ACTIVITY | Scanning the entries below, copy every line that contains the word "attempt".

Records from a data source |
==============================

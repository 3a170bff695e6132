//! Observer interface for extraction diagnostics.
//!
//! The pipeline reports every tier attempt, rejection, state transition and
//! chunk failure through an [`ExtractionObserver`]. Diagnostics stay out of
//! the control flow: the default [`TracingObserver`] forwards events to
//! `tracing`, and [`RecordingObserver`] keeps them in memory for inspection.
//!
//! Implementations must be `Send + Sync`; with the `parallel` feature, chunk
//! events arrive from several threads at once.

use std::fmt;
use std::sync::Mutex;

use serde::Serialize;
use tracing::{debug, trace, warn};

use crate::error::{ChunkError, Rejection};
use crate::invoice::validator::PlaceholderPattern;
use crate::models::line_item::SourceTier;

/// Field a tier cascade resolves.
#[derive(Debug, Clone, Copy, PartialEq, Eq, Hash, Serialize)]
#[serde(rename_all = "snake_case")]
pub enum Field {
    Price,
    Quantity,
}

impl fmt::Display for Field {
    fn fmt(&self, f: &mut fmt::Formatter<'_>) -> fmt::Result {
        f.write_str(match self {
            Field::Price => "price",
            Field::Quantity => "quantity",
        })
    }
}

/// Whether a tier produced an approved value.
#[derive(Debug, Clone, Copy, PartialEq, Eq, Serialize)]
#[serde(rename_all = "snake_case")]
pub enum TierOutcome {
    Hit,
    Miss,
}

/// One tier invocation.
#[derive(Debug, Clone, PartialEq, Eq, Serialize)]
pub struct TierEvent {
    pub field: Field,
    pub tier: SourceTier,
    pub product_code: String,
    pub outcome: TierOutcome,
    pub value: Option<String>,
}

/// States of the page-chunked document processor.
#[derive(Debug, Clone, Copy, PartialEq, Eq, Hash, Serialize)]
#[serde(rename_all = "snake_case")]
pub enum ProcessorState {
    Idle,
    ChunkLoaded,
    Extracting,
    Validating,
    ChunkReleased,
    Aggregating,
    Done,
}

/// Receives pipeline diagnostics. All methods default to no-ops.
pub trait ExtractionObserver: Send + Sync {
    /// A tier was invoked for a product code.
    fn on_tier(&self, event: &TierEvent) {
        let _ = event;
    }

    /// A candidate was dropped.
    fn on_rejection(&self, product_code: &str, rejection: &Rejection) {
        let _ = (product_code, rejection);
    }

    /// The processor moved to `state`; `chunk` is set inside the chunk loop.
    fn on_state(&self, chunk: Option<usize>, state: ProcessorState) {
        let _ = (chunk, state);
    }

    /// A page or chunk could not be loaded and was skipped.
    fn on_chunk_error(&self, chunk: usize, error: &ChunkError) {
        let _ = (chunk, error);
    }

    /// A document-wide placeholder pattern was detected.
    fn on_placeholder_pattern(&self, pattern: &PlaceholderPattern) {
        let _ = pattern;
    }
}

/// Drops every event.
#[derive(Debug, Default, Clone, Copy)]
pub struct NoopObserver;

impl ExtractionObserver for NoopObserver {}

/// Forwards events to `tracing`.
#[derive(Debug, Default, Clone, Copy)]
pub struct TracingObserver;

impl ExtractionObserver for TracingObserver {
    fn on_tier(&self, event: &TierEvent) {
        debug!(
            code = %event.product_code,
            field = %event.field,
            tier = %event.tier,
            outcome = ?event.outcome,
            value = event.value.as_deref().unwrap_or(""),
            "tier attempt"
        );
    }

    fn on_rejection(&self, product_code: &str, rejection: &Rejection) {
        debug!(code = %product_code, reason = %rejection, "candidate rejected");
    }

    fn on_state(&self, chunk: Option<usize>, state: ProcessorState) {
        trace!(chunk = ?chunk, state = ?state, "processor state");
    }

    fn on_chunk_error(&self, chunk: usize, error: &ChunkError) {
        warn!(chunk, error = %error, "skipping unreadable page data");
    }

    fn on_placeholder_pattern(&self, pattern: &PlaceholderPattern) {
        warn!(
            price = %pattern.price,
            quantity = pattern.quantity,
            occurrences = pattern.occurrences,
            total = pattern.total,
            reason = ?pattern.reason,
            "placeholder pattern detected"
        );
    }
}

/// Any event the recording observer captured.
#[derive(Debug, Clone, PartialEq)]
pub enum ObservedEvent {
    Tier(TierEvent),
    Rejection { product_code: String, rejection: Rejection },
    State { chunk: Option<usize>, state: ProcessorState },
    ChunkError { chunk: usize, error: ChunkError },
    Placeholder(PlaceholderPattern),
}

/// Keeps every event in memory, in arrival order.
#[derive(Debug, Default)]
pub struct RecordingObserver {
    events: Mutex<Vec<ObservedEvent>>,
}

impl RecordingObserver {
    pub fn new() -> Self {
        Self::default()
    }

    fn push(&self, event: ObservedEvent) {
        if let Ok(mut events) = self.events.lock() {
            events.push(event);
        }
    }

    /// Snapshot of all events.
    pub fn events(&self) -> Vec<ObservedEvent> {
        self.events.lock().map(|e| e.clone()).unwrap_or_default()
    }

    /// Tiers invoked for `code` and `field`, in order.
    pub fn tiers_invoked(&self, code: &str, field: Field) -> Vec<SourceTier> {
        self.events()
            .into_iter()
            .filter_map(|e| match e {
                ObservedEvent::Tier(t) if t.product_code == code && t.field == field => Some(t.tier),
                _ => None,
            })
            .collect()
    }

    /// Rejections, in order.
    pub fn rejections(&self) -> Vec<(String, Rejection)> {
        self.events()
            .into_iter()
            .filter_map(|e| match e {
                ObservedEvent::Rejection {
                    product_code,
                    rejection,
                } => Some((product_code, rejection)),
                _ => None,
            })
            .collect()
    }

    /// State transitions, in order.
    pub fn states(&self) -> Vec<ProcessorState> {
        self.events()
            .into_iter()
            .filter_map(|e| match e {
                ObservedEvent::State { state, .. } => Some(state),
                _ => None,
            })
            .collect()
    }

    /// Detected placeholder patterns.
    pub fn placeholder_patterns(&self) -> Vec<PlaceholderPattern> {
        self.events()
            .into_iter()
            .filter_map(|e| match e {
                ObservedEvent::Placeholder(p) => Some(p),
                _ => None,
            })
            .collect()
    }
}

impl ExtractionObserver for RecordingObserver {
    fn on_tier(&self, event: &TierEvent) {
        self.push(ObservedEvent::Tier(event.clone()));
    }

    fn on_rejection(&self, product_code: &str, rejection: &Rejection) {
        self.push(ObservedEvent::Rejection {
            product_code: product_code.to_string(),
            rejection: rejection.clone(),
        });
    }

    fn on_state(&self, chunk: Option<usize>, state: ProcessorState) {
        self.push(ObservedEvent::State { chunk, state });
    }

    fn on_chunk_error(&self, chunk: usize, error: &ChunkError) {
        self.push(ObservedEvent::ChunkError {
            chunk,
            error: error.clone(),
        });
    }

    fn on_placeholder_pattern(&self, pattern: &PlaceholderPattern) {
        self.push(ObservedEvent::Placeholder(pattern.clone()));
    }
}
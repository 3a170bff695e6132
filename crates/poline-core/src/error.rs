//! Error types for the poline-core library.

use rust_decimal::Decimal;
use thiserror::Error;

/// Main error type for the poline library.
#[derive(Error, Debug)]
pub enum PolineError {
    /// Document chunk could not be assembled.
    #[error("chunk error: {0}")]
    Chunk(#[from] ChunkError),

    /// A configured regular expression failed to compile.
    #[error("invalid pattern '{name}': {source}")]
    Pattern {
        name: String,
        #[source]
        source: regex::Error,
    },

    /// JSON (de)serialization error.
    #[error("JSON error: {0}")]
    Json(#[from] serde_json::Error),

    /// I/O error.
    #[error("I/O error: {0}")]
    Io(#[from] std::io::Error),

    /// Configuration error.
    #[error("configuration error: {0}")]
    Config(String),
}

/// Errors raised while turning page spans into chunk text.
#[derive(Error, Debug, Clone, PartialEq, Eq)]
pub enum ChunkError {
    /// A page text span points outside the document text or splits a character.
    #[error("page {page} has invalid text span {start}..{end} (document length {len})")]
    InvalidSpan {
        page: usize,
        start: usize,
        end: usize,
        len: usize,
    },

    /// Page index beyond the document.
    #[error("page {0} does not exist")]
    MissingPage(usize),

    /// Every page of the chunk failed to load.
    #[error("chunk {chunk} has no readable pages")]
    NoReadablePages { chunk: usize },
}

/// Why a candidate was refused by the validator.
///
/// Rejections are expected outcomes, not failures: the candidate is dropped
/// and processing continues.
#[derive(Error, Debug, Clone, PartialEq, Eq)]
pub enum Rejection {
    /// No price tier produced an acceptable value.
    #[error("no unit price found")]
    MissingPrice,

    /// No quantity tier produced an acceptable value.
    #[error("no quantity found")]
    MissingQuantity,

    /// Price outside the plausible range.
    #[error("price {price} outside [{min}, {max}]")]
    PriceOutOfRange {
        price: Decimal,
        min: Decimal,
        max: Decimal,
    },

    /// Price equals a known placeholder value and nothing justifies it.
    #[error("price {price} is a placeholder value")]
    PlaceholderPrice { price: Decimal },

    /// Quantity below zero.
    #[error("negative quantity {quantity}")]
    NegativeQuantity { quantity: i64 },

    /// Quantity above the product family ceiling (only when configured to reject).
    #[error("quantity {quantity} above family ceiling {ceiling}")]
    QuantityAboveCeiling { quantity: i64, ceiling: u32 },

    /// Quantity too large to represent.
    #[error("quantity {quantity} out of range")]
    QuantityOutOfRange { quantity: i64 },

    /// No meaningful description text near the code.
    #[error("no description found")]
    MissingDescription,

    /// Description equals a known fallback sentence.
    #[error("description is a fallback sentinel: {description}")]
    FallbackDescription { description: String },

    /// Description carries nothing beyond the product code.
    #[error("description has no content beyond the product code")]
    EmptyDescription,

    /// Description does not mention the product code.
    #[error("description does not contain the product code")]
    DescriptionMissingCode,

    /// The (price, quantity) pair was flagged as a document-wide placeholder pattern
    /// and no fallback tier produced a replacement.
    #[error("placeholder pattern {price} x {quantity}")]
    PlaceholderPattern { price: Decimal, quantity: u32 },
}

/// Result type for the poline library.
pub type Result<T> = std::result::Result<T, PolineError>;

==============================

WRITTEN ANSWER |
//! The pipeline reports every tier attempt, rejection, state transition and
            "tier attempt"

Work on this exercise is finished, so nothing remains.